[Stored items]
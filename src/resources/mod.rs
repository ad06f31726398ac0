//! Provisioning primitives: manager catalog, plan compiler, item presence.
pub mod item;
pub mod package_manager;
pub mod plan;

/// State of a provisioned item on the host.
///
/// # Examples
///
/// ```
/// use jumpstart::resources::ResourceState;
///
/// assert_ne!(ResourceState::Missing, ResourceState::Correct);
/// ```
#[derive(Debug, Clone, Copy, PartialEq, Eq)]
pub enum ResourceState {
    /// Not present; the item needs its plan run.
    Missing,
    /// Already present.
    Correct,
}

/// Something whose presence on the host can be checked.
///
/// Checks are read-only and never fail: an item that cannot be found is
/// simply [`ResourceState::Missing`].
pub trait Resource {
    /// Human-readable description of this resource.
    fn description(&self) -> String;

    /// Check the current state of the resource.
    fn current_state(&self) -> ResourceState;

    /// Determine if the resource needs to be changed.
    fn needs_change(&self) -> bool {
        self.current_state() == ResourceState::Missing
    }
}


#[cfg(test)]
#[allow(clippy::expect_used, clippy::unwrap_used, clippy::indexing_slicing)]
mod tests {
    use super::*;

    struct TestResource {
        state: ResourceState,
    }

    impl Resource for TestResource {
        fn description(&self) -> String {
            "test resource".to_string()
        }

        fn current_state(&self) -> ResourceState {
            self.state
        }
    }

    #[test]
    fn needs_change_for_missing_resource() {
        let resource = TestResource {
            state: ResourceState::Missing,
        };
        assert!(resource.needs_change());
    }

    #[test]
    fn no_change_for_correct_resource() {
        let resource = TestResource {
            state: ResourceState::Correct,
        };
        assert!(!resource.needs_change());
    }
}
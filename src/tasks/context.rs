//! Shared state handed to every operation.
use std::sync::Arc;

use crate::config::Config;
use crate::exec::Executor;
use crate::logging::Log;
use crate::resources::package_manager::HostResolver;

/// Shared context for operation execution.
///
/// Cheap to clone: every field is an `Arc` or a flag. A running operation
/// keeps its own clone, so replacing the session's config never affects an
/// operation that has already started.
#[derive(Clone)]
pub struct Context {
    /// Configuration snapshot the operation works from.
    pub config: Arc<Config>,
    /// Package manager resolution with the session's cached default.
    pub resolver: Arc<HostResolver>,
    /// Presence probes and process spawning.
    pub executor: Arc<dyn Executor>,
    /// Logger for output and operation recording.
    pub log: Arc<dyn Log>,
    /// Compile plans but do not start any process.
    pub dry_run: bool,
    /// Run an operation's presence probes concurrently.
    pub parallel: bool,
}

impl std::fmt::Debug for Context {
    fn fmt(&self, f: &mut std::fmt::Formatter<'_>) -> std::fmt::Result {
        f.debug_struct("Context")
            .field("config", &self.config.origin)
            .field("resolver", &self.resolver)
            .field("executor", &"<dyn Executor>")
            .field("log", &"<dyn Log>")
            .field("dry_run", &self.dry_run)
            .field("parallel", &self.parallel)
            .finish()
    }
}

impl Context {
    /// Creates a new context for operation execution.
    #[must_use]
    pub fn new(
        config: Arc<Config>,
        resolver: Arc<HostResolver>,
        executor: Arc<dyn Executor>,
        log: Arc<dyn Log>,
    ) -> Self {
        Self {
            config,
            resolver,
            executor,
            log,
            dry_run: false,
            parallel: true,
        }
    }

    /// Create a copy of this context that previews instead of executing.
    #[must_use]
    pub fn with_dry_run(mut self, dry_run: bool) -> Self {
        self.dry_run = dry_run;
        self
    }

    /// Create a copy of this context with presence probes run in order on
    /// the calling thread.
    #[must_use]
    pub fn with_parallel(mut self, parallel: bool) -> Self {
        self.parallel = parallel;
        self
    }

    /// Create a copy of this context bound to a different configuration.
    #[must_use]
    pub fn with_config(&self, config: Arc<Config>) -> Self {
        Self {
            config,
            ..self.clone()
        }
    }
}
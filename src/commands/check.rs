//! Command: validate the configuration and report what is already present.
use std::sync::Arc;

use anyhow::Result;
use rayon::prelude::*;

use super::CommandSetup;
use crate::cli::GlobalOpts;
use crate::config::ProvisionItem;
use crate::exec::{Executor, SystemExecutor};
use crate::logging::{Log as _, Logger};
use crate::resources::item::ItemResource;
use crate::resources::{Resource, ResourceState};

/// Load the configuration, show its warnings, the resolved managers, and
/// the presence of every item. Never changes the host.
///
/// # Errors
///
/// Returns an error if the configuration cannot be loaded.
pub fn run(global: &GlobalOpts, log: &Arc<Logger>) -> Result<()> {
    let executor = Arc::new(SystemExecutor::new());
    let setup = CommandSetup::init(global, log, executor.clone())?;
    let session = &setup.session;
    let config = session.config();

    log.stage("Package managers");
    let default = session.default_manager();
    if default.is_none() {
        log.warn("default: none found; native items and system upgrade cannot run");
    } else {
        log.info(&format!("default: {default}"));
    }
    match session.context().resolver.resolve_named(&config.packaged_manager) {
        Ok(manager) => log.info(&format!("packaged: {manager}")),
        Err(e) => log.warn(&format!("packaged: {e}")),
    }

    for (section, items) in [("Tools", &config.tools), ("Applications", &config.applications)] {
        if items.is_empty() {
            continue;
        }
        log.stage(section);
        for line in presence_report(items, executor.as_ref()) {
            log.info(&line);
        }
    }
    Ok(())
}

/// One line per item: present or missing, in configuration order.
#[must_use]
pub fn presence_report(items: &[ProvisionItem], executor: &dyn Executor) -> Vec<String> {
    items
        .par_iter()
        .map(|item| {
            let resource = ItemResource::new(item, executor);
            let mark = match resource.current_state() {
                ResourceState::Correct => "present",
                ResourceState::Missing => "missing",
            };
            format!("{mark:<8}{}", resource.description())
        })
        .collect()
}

TASK TO CARRY OUT: On how many lines of the data does "default" appear? Give only that number.

TASK RESPONSE: 5